Former principal of Northern Ireland's first Gaelscoil remembered as pioneering educator
A FORMER principal of Northern Ireland’s first Gaelscoil has been remembered as a pioneering educator and hero to his family.
Diarmuid Ó Tuama, for decades a teacher at Bunscoil Phobal Feirste on the Shaw's Road in west Belfast, was also an author of dozens of schools texts, a historian and Irish language activist.
The 70-year-old died at his home off the Shaw's Road on Tuesday after suffering a heart attack. He is survived by his wife Elaine, children Séamus, Brónach and Diarmuid, their spouses and six grandchildren.
His son Séamus, current principal of Bunscoil Phobal Feirste, said the family was devastated. He said his father had been recently diagnosed with cancer.
"We had expected a bit of a long road so I suppose he was saved a bit of a tough journey. But it was very sudden," Mr Ó Tuama said.
"His love of local and national culture, nature, history and geography shone through his many texts, motivating a whole generation of pupils and their families."
He helped to develop in them a "love of their surrounding areas, native tongue, land and culture and exists still through the thousands of pupils who went through his hands at Bunscoil Phobal Feirste and are now taking up key roles in our society".
Former bunscoil pupil, Senator Niall Ó Donnghaile, praised Mr Ó Tuama as a "pioneering Irish language educationalist and teacher". The one time Belfast Lord Mayor said he was "a proud Gael, a dedicated republican, a historian and author. He was a loving husband, father and Daideo. For many of us he was and always will be An Máistir".
He added: "I was lucky to call him my friend."
Mr Ó Tuama was born in Belfast in 1952, the son of Rosie and Seamus Twomey, later PIRA chief of staff. He attended Holy Child PS from 1957 when it was situated in Casement Park.
"He always commented that whilst the rooms in Casement were cold, we had the greatest playground in Ireland and that this is where his love of Gaelic games was sown," his son Séamus said.
Following secondary school at St Malachy’s College, Mr Ó Tuama spent a couple of years at Maynooth with a view to joining the priesthood. But the turbulent political situation drew him home to Belfast, where he studied teaching at St Joseph’s College.

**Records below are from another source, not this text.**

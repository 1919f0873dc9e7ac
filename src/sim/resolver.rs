//! Collision resolution
//!
//! Contacts are resolved pair by pair in table order, and within a pair in
//! the order they were reported. Every handler re-checks that the entities it
//! touches are still active: an earlier contact this tick may already have
//! consumed them.

use glam::Vec2;

use super::collision::{CollisionPair, Contact};
use super::entity::{EntityId, HitResult, Side};
use super::events::{GameEvent, VisualCue};
use super::player::HitOutcome;
use super::state::{GameState, TimerEvent};
use super::scheduler::Repeat;
use crate::audio::SoundCue;

type Handler = fn(&mut GameState, Contact);

/// Collision table: one outcome handler per registered pair
pub const COLLISION_TABLE: [(CollisionPair, Handler); 7] = [
    (CollisionPair::ShotVsFoe, shot_hits_foe),
    (CollisionPair::ShotVsWaveFoe, shot_hits_foe),
    (CollisionPair::PlayerVsFoe, player_crashes),
    (CollisionPair::PlayerVsWaveFoe, player_crashes),
    (CollisionPair::PlayerVsFoeShot, player_shot_down),
    (CollisionPair::PlayerVsPowerUp, player_picks_up),
    (CollisionPair::ShotVsFoeShot, shots_clash),
];

/// Resolve one tick's contacts in table order
pub fn resolve(state: &mut GameState, contacts: &[Contact]) {
    for (pair, handler) in COLLISION_TABLE {
        for contact in contacts.iter().filter(|c| c.pair() == pair) {
            handler(state, *contact);
        }
    }
}

fn shot_hits_foe(state: &mut GameState, contact: Contact) {
    let (shot_id, foe_id) = match contact {
        Contact::ShotFoe { shot, foe } | Contact::ShotWaveFoe { shot, foe } => (shot, foe),
        _ => return,
    };
    let Some(shot_pos) = state
        .shot(shot_id)
        .filter(|s| s.owner == Side::Player)
        .map(|s| s.pos)
    else {
        return;
    };
    let Some(foe) = state.foe_mut(foe_id) else {
        return;
    };
    let result = foe.take_hit();
    if result == HitResult::Ignored {
        return;
    }

    state.sound(SoundCue::FoeExplosion);
    state.visual(VisualCue::HitFlash { foe: foe_id });
    state.visual(VisualCue::LightBurst { at: shot_pos });
    state.award(state.tuning.score.hit);
    state.destroy_shot(shot_id);

    if result == HitResult::Killed {
        state.sound(SoundCue::FoeDestroy);
        kill_foe(state, foe_id, true);
    }
}

/// Death effects, optional points, then destruction. A boss death ends the stage.
fn kill_foe(state: &mut GameState, id: EntityId, award: bool) {
    let Some(foe) = state.foe(id) else {
        return;
    };
    let (points, is_boss) = (foe.points, foe.kind.is_boss());
    let Some(at) = state.destroy_foe(id) else {
        return;
    };
    let radius = if is_boss { 220.0 } else { 60.0 };
    state.visual(VisualCue::Explosion { at, radius });
    if award {
        state.award(points);
        state.visual(VisualCue::Points { at, points });
    }
    if is_boss {
        state.sound(SoundCue::Explosion);
        state.visual(VisualCue::CameraShake { seconds: 0.5 });
        log::info!("Boss destroyed");
        state.finish_stage();
    }
}

/// Apply a damaging contact to the player. Returns the outcome so callers
/// can decide what happens to the other body.
fn hurt_player(state: &mut GameState) -> HitOutcome {
    let Some(player) = state.player.as_ref() else {
        return HitOutcome::Ignored;
    };
    let outcome = state.survival.register_hit(player.invulnerable);
    if outcome == HitOutcome::Ignored {
        return outcome;
    }

    let lives = state.survival.lives_remaining();
    state.emit(GameEvent::LivesChanged { lives });
    state.sound(SoundCue::Explosion);
    if let Some(at) = state.destroy_player() {
        state.visual(VisualCue::Explosion { at, radius: 40.0 });
        state.visual(VisualCue::CameraShake { seconds: 0.5 });
    }

    match outcome {
        HitOutcome::GameOver => {
            log::info!("Last life lost");
            state.director.stop(&mut state.scheduler);
            let delay = state.tuning.player.game_over_delay;
            state
                .scheduler
                .schedule(delay, Repeat::Once, TimerEvent::GameOverScreen);
        }
        HitOutcome::LifeLost { lives_remaining } => {
            log::debug!("Life lost, {} remaining", lives_remaining);
            let delay = state.tuning.player.respawn_delay;
            state.scheduler.schedule(delay, Repeat::Once, TimerEvent::Respawn);
        }
        HitOutcome::Ignored => {}
    }
    outcome
}

fn player_crashes(state: &mut GameState, contact: Contact) {
    let foe_id = match contact {
        Contact::PlayerFoe { foe } | Contact::PlayerWaveFoe { foe } => foe,
        _ => return,
    };
    if state.foe(foe_id).is_none() {
        return;
    }
    if let HitOutcome::LifeLost { .. } = hurt_player(state) {
        kill_foe(state, foe_id, false);
    }
}

fn player_shot_down(state: &mut GameState, contact: Contact) {
    let Contact::PlayerFoeShot { shot } = contact else {
        return;
    };
    if state.shot(shot).is_none_or(|s| s.owner != Side::Foe) {
        return;
    }
    if let HitOutcome::LifeLost { .. } = hurt_player(state) {
        state.destroy_shot(shot);
    }
}

fn player_picks_up(state: &mut GameState, contact: Contact) {
    let Contact::PlayerPowerUp { power_up } = contact else {
        return;
    };
    if state.player.is_none() || state.power_up(power_up).is_none() {
        return;
    }
    let granted = state.power_cycle.step(state.store.as_mut());
    log::debug!("Power-up collected: {}", granted);
    if let Some(player) = state.player.as_mut() {
        player.set_power(granted);
    }
    state.sound(SoundCue::PowerUp);
    state.destroy_power_up(power_up);
}

fn shots_clash(state: &mut GameState, contact: Contact) {
    let Contact::ShotFoeShot { shot, foe_shot } = contact else {
        return;
    };
    let (Some(a), Some(_)) = (state.shot(shot), state.shot(foe_shot)) else {
        return;
    };
    let at: Vec2 = a.pos;
    state.destroy_shot(shot);
    state.destroy_shot(foe_shot);
    state.sound(SoundCue::FoeExplosion);
    state.visual(VisualCue::LightBurst { at });
    state.award(state.tuning.score.shot_clash);
}
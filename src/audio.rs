//! Audio cues
//!
//! The simulation never plays sound itself. It names the cue and the audio
//! collaborator plays it, fire-and-forget.

use serde::{Deserialize, Serialize};

/// Sound effect types
#[derive(Debug, Clone, Copy, PartialEq, Eq, Serialize, Deserialize)]
pub enum SoundCue {
    /// Player fires
    Shot,
    /// Foe fires
    FoeShot,
    /// Player destroyed
    Explosion,
    /// Shot hits a foe or another shot
    FoeExplosion,
    /// Foe destroyed
    FoeDestroy,
    /// Power-up collected
    PowerUp,
    /// Boss laughter (on release and periodically)
    Boss,
}

impl SoundCue {
    /// Asset key understood by the audio collaborator
    pub fn key(&self) -> &'static str {
        match self {
            SoundCue::Shot => "shot",
            SoundCue::FoeShot => "foeshot",
            SoundCue::Explosion => "explosion",
            SoundCue::FoeExplosion => "foexplosion",
            SoundCue::FoeDestroy => "foedestroy",
            SoundCue::PowerUp => "stageclear1",
            SoundCue::Boss => "boss",
        }
    }
}
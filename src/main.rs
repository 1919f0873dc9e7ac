//! Sky Raid headless runner
//!
//! Plays stages with a simple autopilot and logs every outbound event.
//!
//! Usage: `sky-raid [stage] [seconds] [tuning.json]`
//! Settings persist to `$SKY_RAID_SETTINGS` (default `sky_raid_settings.json`).

use std::process::ExitCode;
use std::time::{SystemTime, UNIX_EPOCH};

use glam::Vec2;

use sky_raid::audio::SoundCue;
use sky_raid::consts::*;
use sky_raid::sim::{
    EventSink, GamePhase, GameState, TickInput, VisualCue, dispatch, reset_session, tick,
};
use sky_raid::{ConfigError, JsonFileStore, SettingsStore, Tuning};

/// Routes outbound events to the log
struct LogSink;

impl EventSink for LogSink {
    fn play(&mut self, cue: SoundCue) {
        log::trace!("sound: {}", cue.key());
    }

    fn visual(&mut self, cue: VisualCue) {
        match serde_json::to_string(&cue) {
            Ok(json) => log::trace!("visual: {}", json),
            Err(e) => log::warn!("visual cue not serializable: {}", e),
        }
    }

    fn score(&mut self, score: u64) {
        log::debug!("score: {}", score);
    }

    fn lives(&mut self, lives: u32) {
        log::info!("lives: {}", lives);
    }

    fn end_of_stage(&mut self) {
        log::info!("end of stage");
    }

    fn game_over(&mut self) {
        log::info!("game over");
    }
}

/// Hover under the lowest foe and keep firing
fn autopilot(state: &GameState) -> TickInput {
    let target_x = state
        .active_foes()
        .max_by(|a, b| a.pos.y.total_cmp(&b.pos.y))
        .map(|f| f.pos.x);
    let pointer = state.player.as_ref().map(|p| {
        Vec2::new(target_x.unwrap_or(p.pos.x), state.bounds.height - 40.0)
    });
    TickInput {
        pointer,
        firing: true,
    }
}

fn run() -> Result<(), ConfigError> {
    let mut args = std::env::args().skip(1);
    let mut stage: u32 = args.next().and_then(|a| a.parse().ok()).unwrap_or(1);
    let seconds: f32 = args.next().and_then(|a| a.parse().ok()).unwrap_or(120.0);
    let tuning = match args.next() {
        Some(path) => Tuning::load(path)?,
        None => Tuning::default(),
    };

    let settings_path =
        std::env::var("SKY_RAID_SETTINGS").unwrap_or_else(|_| "sky_raid_settings.json".to_string());
    let mut store: Box<dyn SettingsStore> = Box::new(JsonFileStore::open(&settings_path)?);
    reset_session(store.as_mut());

    let seed = SystemTime::now()
        .duration_since(UNIX_EPOCH)
        .map(|d| d.as_secs())
        .unwrap_or(0);
    let max_ticks = (seconds / SIM_DT) as u64;
    let mut elapsed = 0u64;
    let mut sink = LogSink;

    loop {
        let mut state = GameState::new(tuning.clone(), stage, seed.wrapping_add(stage as u64), store)?;
        while state.is_playing() && elapsed < max_ticks {
            let input = autopilot(&state);
            tick(&mut state, &input, SIM_DT);
            dispatch(state.drain_events(), &mut sink);
            elapsed += 1;
        }
        log::info!(
            "Stage {} ended in {:?} with score {} ({} lives left)",
            stage,
            state.phase,
            state.score,
            state.lives_remaining()
        );

        let phase = state.phase;
        store = state.into_store();
        match phase {
            GamePhase::StageComplete if elapsed < max_ticks => stage += 1,
            _ => break,
        }
    }

    store.flush()?;
    log::info!("Total score: {}", store.get_u64(TOTAL_SCORE_KEY, 0));
    Ok(())
}

fn main() -> ExitCode {
    env_logger::init();
    log::info!("Sky Raid (headless) starting...");
    match run() {
        Ok(()) => ExitCode::SUCCESS,
        Err(e) => {
            log::error!("{}", e);
            ExitCode::FAILURE
        }
    }
}
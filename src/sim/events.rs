//! Outbound events for the host's collaborators
//!
//! The simulation never talks to rendering, audio or the scene host
//! directly. It queues `GameEvent`s which the host drains after each tick
//! and routes through an [`EventSink`]. Events serialize to JSON for hosts
//! that sit across a process boundary.

use glam::Vec2;
use serde::Serialize;

use super::entity::EntityId;
use crate::audio::SoundCue;

/// Target values for the rendering/animation collaborator, which owns all easing
#[derive(Debug, Clone, Copy, PartialEq, Serialize)]
#[serde(tag = "cue", rename_all = "snake_case")]
pub enum VisualCue {
    /// Foe tinted red and knocked back after a non-fatal or fatal hit
    HitFlash { foe: EntityId },
    /// Short point light where a shot struck
    LightBurst { at: Vec2 },
    /// Expanding ring on death
    Explosion { at: Vec2, radius: f32 },
    CameraShake { seconds: f32 },
    /// Floating "+points" label
    Points { at: Vec2, points: u64 },
    /// Alpha ramp while an entity fades in; does not block gameplay
    Materialize {
        entity: EntityId,
        from: f32,
        to: f32,
        seconds: f32,
        repeats: u32,
    },
    /// Continuous rotation (sliders)
    Spin { entity: EntityId },
    /// Player blinking while invulnerable
    Blink { entity: EntityId, seconds: f32 },
    /// Power-up flashing out as its TTL ends
    Fade { entity: EntityId },
}

/// Everything the host needs to hear about
#[derive(Debug, Clone, PartialEq, Serialize)]
#[serde(rename_all = "snake_case")]
pub enum GameEvent {
    Sound(SoundCue),
    Visual(VisualCue),
    ScoreChanged { score: u64 },
    LivesChanged { lives: u32 },
    /// Stage finished (enough waves completed, or the boss died)
    EndOfStage,
    /// Terminal screen should be shown
    GameOver,
}

/// Host-side receiver for outbound events. Every method defaults to a no-op.
pub trait EventSink {
    fn play(&mut self, _cue: SoundCue) {}
    fn visual(&mut self, _cue: VisualCue) {}
    fn score(&mut self, _score: u64) {}
    fn lives(&mut self, _lives: u32) {}
    fn end_of_stage(&mut self) {}
    fn game_over(&mut self) {}
}

/// Route drained events to their collaborators, in order
pub fn dispatch(events: impl IntoIterator<Item = GameEvent>, sink: &mut dyn EventSink) {
    for event in events {
        match event {
            GameEvent::Sound(cue) => sink.play(cue),
            GameEvent::Visual(cue) => sink.visual(cue),
            GameEvent::ScoreChanged { score } => sink.score(score),
            GameEvent::LivesChanged { lives } => sink.lives(lives),
            GameEvent::EndOfStage => sink.end_of_stage(),
            GameEvent::GameOver => sink.game_over(),
        }
    }
}
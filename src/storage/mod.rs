//! Storage layer - pages, page stores and the disk scheduler.
//!
//! - [`Page`] - The raw 4KB data container
//! - [`PageStore`] - What the buffer pool needs from durable storage
//! - [`MemoryPageStore`] / [`DiskManager`] - Store implementations
//! - [`DiskScheduler`] - Ordered background I/O in front of a store

mod disk_manager;
mod disk_scheduler;
pub mod page;
mod page_store;

pub use disk_manager::DiskManager;
pub use disk_scheduler::{Completion, DiskRequest, DiskScheduler, RequestKind};
pub use page::Page;
pub use page_store::{MemoryPageStore, PageStore};
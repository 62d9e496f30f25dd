//! Disk Manager - a file-backed page store.
//!
//! The [`DiskManager`] keeps every page of one database in a single file
//! and implements [`PageStore`] on top of positioned reads and writes.

use std::fs::{File, OpenOptions};
use std::io::{Read, Seek, SeekFrom, Write};
use std::path::Path;

use tracing::debug;

use crate::common::config::PAGE_SIZE;
use crate::common::{PageId, Result};
use crate::storage::page::Page;
use crate::storage::page_store::PageStore;

/// Stores pages in one file, laid out sequentially.
///
/// # File Layout
/// ```text
/// ┌─────────┬─────────┬─────────┬─────────┬─────────┐
/// │ Page 0  │ Page 1  │ Page 2  │  ...    │ Page N  │
/// │ (4KB)   │ (4KB)   │ (4KB)   │         │ (4KB)   │
/// └─────────┴─────────┴─────────┴─────────┴─────────┘
/// Offset:  0      4096     8192    ...    N×4096
/// ```
///
/// Writing page N past the end of the file extends it; the gap reads back
/// as zeros, and so does any page beyond the end.
///
/// # Thread Safety
/// `DiskManager` is single-threaded. It is owned by the disk scheduler's
/// worker, which serializes all requests.
///
/// # Durability
/// Every write is followed by `fsync()`.
pub struct DiskManager {
    file: File,
    /// Number of whole pages in the file.
    page_count: u32,
}

impl DiskManager {
    /// Create a new database file.
    ///
    /// # Errors
    /// Returns an error if the file already exists or cannot be created.
    pub fn create<P: AsRef<Path>>(path: P) -> Result<Self> {
        let file = OpenOptions::new()
            .read(true)
            .write(true)
            .create_new(true)
            .open(path)?;

        Ok(Self {
            file,
            page_count: 0,
        })
    }

    /// Open an existing database file.
    ///
    /// A trailing partial page (from a torn write) is ignored.
    pub fn open<P: AsRef<Path>>(path: P) -> Result<Self> {
        let file = OpenOptions::new().read(true).write(true).open(&path)?;
        let pages = file.metadata()?.len() / PAGE_SIZE as u64;
        let page_count = u32::try_from(pages).unwrap_or(u32::MAX);

        debug!(page_count, "opened database file");
        Ok(Self { file, page_count })
    }

    /// Open an existing database file, or create if it doesn't exist.
    pub fn open_or_create<P: AsRef<Path>>(path: P) -> Result<Self> {
        if path.as_ref().exists() {
            Self::open(path)
        } else {
            Self::create(path)
        }
    }

    /// Size of the page area of the file in bytes.
    #[inline]
    pub fn file_size(&self) -> u64 {
        u64::from(self.page_count) * PAGE_SIZE as u64
    }
}

impl PageStore for DiskManager {
    fn read_page(&mut self, page_id: PageId, page: &mut Page) -> Result<()> {
        if page_id.0 >= self.page_count {
            page.reset();
            return Ok(());
        }

        self.file
            .seek(SeekFrom::Start(page_id.file_offset(PAGE_SIZE)))?;
        self.file.read_exact(page.as_mut_slice())?;
        Ok(())
    }

    fn write_page(&mut self, page_id: PageId, page: &Page) -> Result<()> {
        self.file
            .seek(SeekFrom::Start(page_id.file_offset(PAGE_SIZE)))?;
        self.file.write_all(page.as_slice())?;
        self.file.sync_all()?;

        if page_id.0 >= self.page_count {
            self.page_count = page_id.0.saturating_add(1);
        }
        Ok(())
    }

    fn page_count(&self) -> u32 {
        self.page_count
    }
}

#[cfg(test)]
mod tests {
    use super::*;
    use tempfile::tempdir;

    fn page_with(byte: u8) -> Page {
        let mut page = Page::new();
        page.as_mut_slice()[0] = byte;
        page.as_mut_slice()[PAGE_SIZE - 1] = byte;
        page
    }

    #[test]
    fn test_create_new_database() {
        let dir = tempdir().unwrap();
        let dm = DiskManager::create(dir.path().join("test.db")).unwrap();
        assert_eq!(dm.page_count(), 0);
        assert_eq!(dm.file_size(), 0);
    }

    #[test]
    fn test_create_existing_fails() {
        let dir = tempdir().unwrap();
        let path = dir.path().join("test.db");

        DiskManager::create(&path).unwrap();
        assert!(DiskManager::create(&path).is_err());
    }

    #[test]
    fn test_open_nonexistent_fails() {
        let dir = tempdir().unwrap();
        assert!(DiskManager::open(dir.path().join("missing.db")).is_err());
    }

    #[test]
    fn test_unwritten_page_reads_zeroed() {
        let dir = tempdir().unwrap();
        let mut dm = DiskManager::create(dir.path().join("test.db")).unwrap();

        let mut page = page_with(0xFF);
        dm.read_page(PageId::new(7), &mut page).unwrap();
        assert!(page.as_slice().iter().all(|&b| b == 0));
    }

    #[test]
    fn test_write_and_read_page() {
        let dir = tempdir().unwrap();
        let mut dm = DiskManager::create(dir.path().join("test.db")).unwrap();

        dm.write_page(PageId::new(0), &page_with(0xAB)).unwrap();

        let mut page = Page::new();
        dm.read_page(PageId::new(0), &mut page).unwrap();
        assert_eq!(page.as_slice()[0], 0xAB);
        assert_eq!(page.as_slice()[PAGE_SIZE - 1], 0xAB);
    }

    #[test]
    fn test_write_past_end_extends_with_zeroed_gap() {
        let dir = tempdir().unwrap();
        let mut dm = DiskManager::create(dir.path().join("test.db")).unwrap();

        dm.write_page(PageId::new(3), &page_with(0x33)).unwrap();
        assert_eq!(dm.page_count(), 4);
        assert_eq!(dm.file_size(), 4 * PAGE_SIZE as u64);

        let mut gap = page_with(0xFF);
        dm.read_page(PageId::new(1), &mut gap).unwrap();
        assert!(gap.as_slice().iter().all(|&b| b == 0));

        // Rewriting an earlier page does not shrink the count.
        dm.write_page(PageId::new(0), &page_with(0x01)).unwrap();
        assert_eq!(dm.page_count(), 4);
    }

    #[test]
    fn test_persistence() {
        let dir = tempdir().unwrap();
        let path = dir.path().join("test.db");

        {
            let mut dm = DiskManager::create(&path).unwrap();
            dm.write_page(PageId::new(0), &page_with(0x42)).unwrap();
            dm.write_page(PageId::new(1), &page_with(0x43)).unwrap();
        }

        {
            let mut dm = DiskManager::open(&path).unwrap();
            assert_eq!(dm.page_count(), 2);

            let mut page = Page::new();
            dm.read_page(PageId::new(1), &mut page).unwrap();
            assert_eq!(page.as_slice()[0], 0x43);
        }
    }

    #[test]
    fn test_open_or_create() {
        let dir = tempdir().unwrap();
        let path = dir.path().join("test.db");

        {
            let mut dm = DiskManager::open_or_create(&path).unwrap();
            assert_eq!(dm.page_count(), 0);
            dm.write_page(PageId::new(0), &Page::new()).unwrap();
        }

        {
            let dm = DiskManager::open_or_create(&path).unwrap();
            assert_eq!(dm.page_count(), 1);
        }
    }
}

Bunscoil Phobail Feirste was established in 1971, housed in a portacabin and with just nine pupils. It now has more than 400, among the estimated 7,000 attending Irish-medium schools across the north. From the 1970s, Mr Ó Tuama was a teacher at the school during a time when it was under regular threat of closure and the staff faced imprisonment as it was not officially recognised. It was recognised in 1984 and the educator went on to become vice principal and, from 1997, for 10 years the principal as the school continued to grow and feed pupils into the Irish-medium secondary established in the early 1990s.
An author and historian, he most recently helped put together as a book, interviews with northern republicans involved in the War of Independence and Civil War. The book, The Men Will Talk To Me is based on interviews conducted by Ernie O'Malley, the noted republican.
He was also a dedicated GAA follower and would travel often to watch games. He was a member of the St John's club, which last night noted his passing "with sadness and indeed shock".
In a Facebook post, another son Diarmuid wrote, “We sadly lost my daddy this morning. I haven’t enough words to describe how much he meant to me. He was my daddy, my hero, my friend, my everything."
In a statement, the school said: "He was loyal to the language, education and games. He had a sense for humor and poetry. He was diligent in his work and generous in his humanity. Irish to the core."
Requiem Mass will take place at St Oliver Plunkett Church at 11am on Saturday followed by burial at Milltown Cemetery.